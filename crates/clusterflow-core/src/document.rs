//! Generated infra document patches
//!
//! The cluster manager emits its own infra document (`kubernetes.tf.json`)
//! into the same directory as ours. Before both are applied together the
//! generated one is rewritten so it does not collide with our definitions:
//!
//! 1. the duplicated `cluster_name` output is removed
//! 2. the `provider` block is removed
//! 3. the `terraform` block is removed
//! 4. boot volumes of launch configurations and launch templates are encrypted
//! 5. `type` is dropped from DNS alias blocks
//!
//! Each patch is a pure function over the JSON tree, skips silently when its
//! target is absent and fails with [`CoreError::MalformedDocument`] when the
//! target has an unexpected shape. Every patch is idempotent.

use crate::error::{CoreError, Result};
use crate::output::InfraOutput;
use serde_json::{Map, Value};
use std::path::Path;

/// File name of the generated document inside the infra directory.
pub const GENERATED_DOCUMENT: &str = "kubernetes.tf.json";

const LAUNCH_CONFIGURATION: &str = "aws_launch_configuration";
const LAUNCH_TEMPLATE: &str = "aws_launch_template";
const ROUTE53_RECORD: &str = "aws_route53_record";

const DUPLICATE_OUTPUT: &str = "cluster_name";
const ENCRYPTED: &str = "encrypted";
const KMS_KEY_ID: &str = "kms_key_id";

/// Apply every patch in order.
pub fn transform(document: Value, output: &InfraOutput) -> Result<Value> {
    let document = remove_duplicate_outputs(document)?;
    let document = remove_provider_block(document)?;
    let document = remove_terraform_block(document)?;
    let document = encrypt_boot_volumes(document, output.encryption_key())?;
    strip_alias_record_types(document)
}

/// Read the document at `path`, transform it and write it back as
/// pretty-printed JSON.
pub fn transform_file(path: &Path, output: &InfraOutput) -> Result<()> {
    let bytes = std::fs::read(path).map_err(|e| CoreError::io(path, e))?;
    let document: Value = serde_json::from_slice(&bytes)?;

    let document = transform(document, output)?;

    let bytes = serde_json::to_vec_pretty(&document)?;
    std::fs::write(path, bytes).map_err(|e| CoreError::io(path, e))?;
    tracing::debug!("Patched generated document {}", path.display());
    Ok(())
}

/// Drop the `cluster_name` output our own document already defines.
pub fn remove_duplicate_outputs(mut document: Value) -> Result<Value> {
    let root = as_object_mut(&mut document, "/")?;
    if let Some(outputs) = present_mut(root.get_mut("output")) {
        as_object_mut(outputs, "/output")?.remove(DUPLICATE_OUTPUT);
    }
    Ok(document)
}

/// Provider wiring belongs to our document only.
pub fn remove_provider_block(mut document: Value) -> Result<Value> {
    as_object_mut(&mut document, "/")?.remove("provider");
    Ok(document)
}

/// Backend and required-provider settings belong to our document only.
pub fn remove_terraform_block(mut document: Value) -> Result<Value> {
    as_object_mut(&mut document, "/")?.remove("terraform");
    Ok(document)
}

/// Force `encrypted = true` on every boot volume and, when `key` is given,
/// point `kms_key_id` at it.
///
/// Covers both the launch-configuration shape (`root_block_device`) and the
/// launch-template shape (`block_device_mappings[].ebs[]`).
pub fn encrypt_boot_volumes(mut document: Value, key: Option<&Value>) -> Result<Value> {
    let mut encrypt = |volume: &mut Map<String, Value>, _: &str| -> Result<()> {
        volume.insert(ENCRYPTED.to_string(), Value::Bool(true));
        if let Some(key) = key {
            volume.insert(KMS_KEY_ID.to_string(), key.clone());
        }
        Ok(())
    };

    for_each_resource(&mut document, LAUNCH_CONFIGURATION, &mut |config, path| {
        match present_mut(config.get_mut("root_block_device")) {
            Some(device) => for_each_block(device, &format!("{path}/root_block_device"), &mut encrypt),
            None => Ok(()),
        }
    })?;

    for_each_resource(&mut document, LAUNCH_TEMPLATE, &mut |template, path| {
        let Some(mappings) = present_mut(template.get_mut("block_device_mappings")) else {
            return Ok(());
        };
        for_each_block(
            mappings,
            &format!("{path}/block_device_mappings"),
            &mut |mapping, mapping_path| match present_mut(mapping.get_mut("ebs")) {
                Some(ebs) => for_each_block(ebs, &format!("{mapping_path}/ebs"), &mut encrypt),
                None => Ok(()),
            },
        )
    })?;

    Ok(document)
}

/// Newer cluster-manager releases put `type` inside alias blocks, which the
/// applier rejects.
pub fn strip_alias_record_types(mut document: Value) -> Result<Value> {
    for_each_resource(&mut document, ROUTE53_RECORD, &mut |record, path| {
        match present_mut(record.get_mut("alias")) {
            Some(alias) => for_each_block(alias, &format!("{path}/alias"), &mut |alias, _| {
                alias.remove("type");
                Ok(())
            }),
            None => Ok(()),
        }
    })?;
    Ok(document)
}

type Visit<'v> = dyn FnMut(&mut Map<String, Value>, &str) -> Result<()> + 'v;

/// Visit every instance of `resource_type` under `/resource`.
fn for_each_resource(document: &mut Value, resource_type: &str, visit: &mut Visit<'_>) -> Result<()> {
    let root = as_object_mut(document, "/")?;
    let Some(resources) = present_mut(root.get_mut("resource")) else {
        return Ok(());
    };
    let resources = as_object_mut(resources, "/resource")?;
    let Some(collection) = present_mut(resources.get_mut(resource_type)) else {
        return Ok(());
    };

    let collection_path = format!("/resource/{resource_type}");
    for (name, instance) in as_object_mut(collection, &collection_path)?.iter_mut() {
        let path = format!("{collection_path}/{name}");
        visit(as_object_mut(instance, &path)?, &path)?;
    }
    Ok(())
}

/// Nested blocks may be written as a single object or a list of objects.
fn for_each_block(value: &mut Value, path: &str, visit: &mut Visit<'_>) -> Result<()> {
    match value {
        Value::Object(block) => visit(block, path),
        Value::Array(blocks) => {
            for (index, block) in blocks.iter_mut().enumerate() {
                let block_path = format!("{path}/{index}");
                visit(as_object_mut(block, &block_path)?, &block_path)?;
            }
            Ok(())
        }
        _ => Err(malformed(path, "object or array of objects")),
    }
}

fn as_object_mut<'a>(value: &'a mut Value, path: &str) -> Result<&'a mut Map<String, Value>> {
    value.as_object_mut().ok_or_else(|| malformed(path, "object"))
}

/// `null` is treated like a missing key.
fn present_mut(value: Option<&mut Value>) -> Option<&mut Value> {
    value.filter(|v| !v.is_null())
}

pub(crate) fn malformed(path: impl Into<String>, expected: &'static str) -> CoreError {
    CoreError::MalformedDocument {
        path: path.into(),
        expected,
    }
}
======
TASK.
Starting at the first line of the data above, please restate word for word every line up to and including the one that holds "applied together the", and add nothing else.

RESULT.
filename crates/clusterflow-core/src/document.rs
//! Generated infra document patches
//!
//! The cluster manager emits its own infra document (`kubernetes.tf.json`)
//! into the same directory as ours. Before both are applied together the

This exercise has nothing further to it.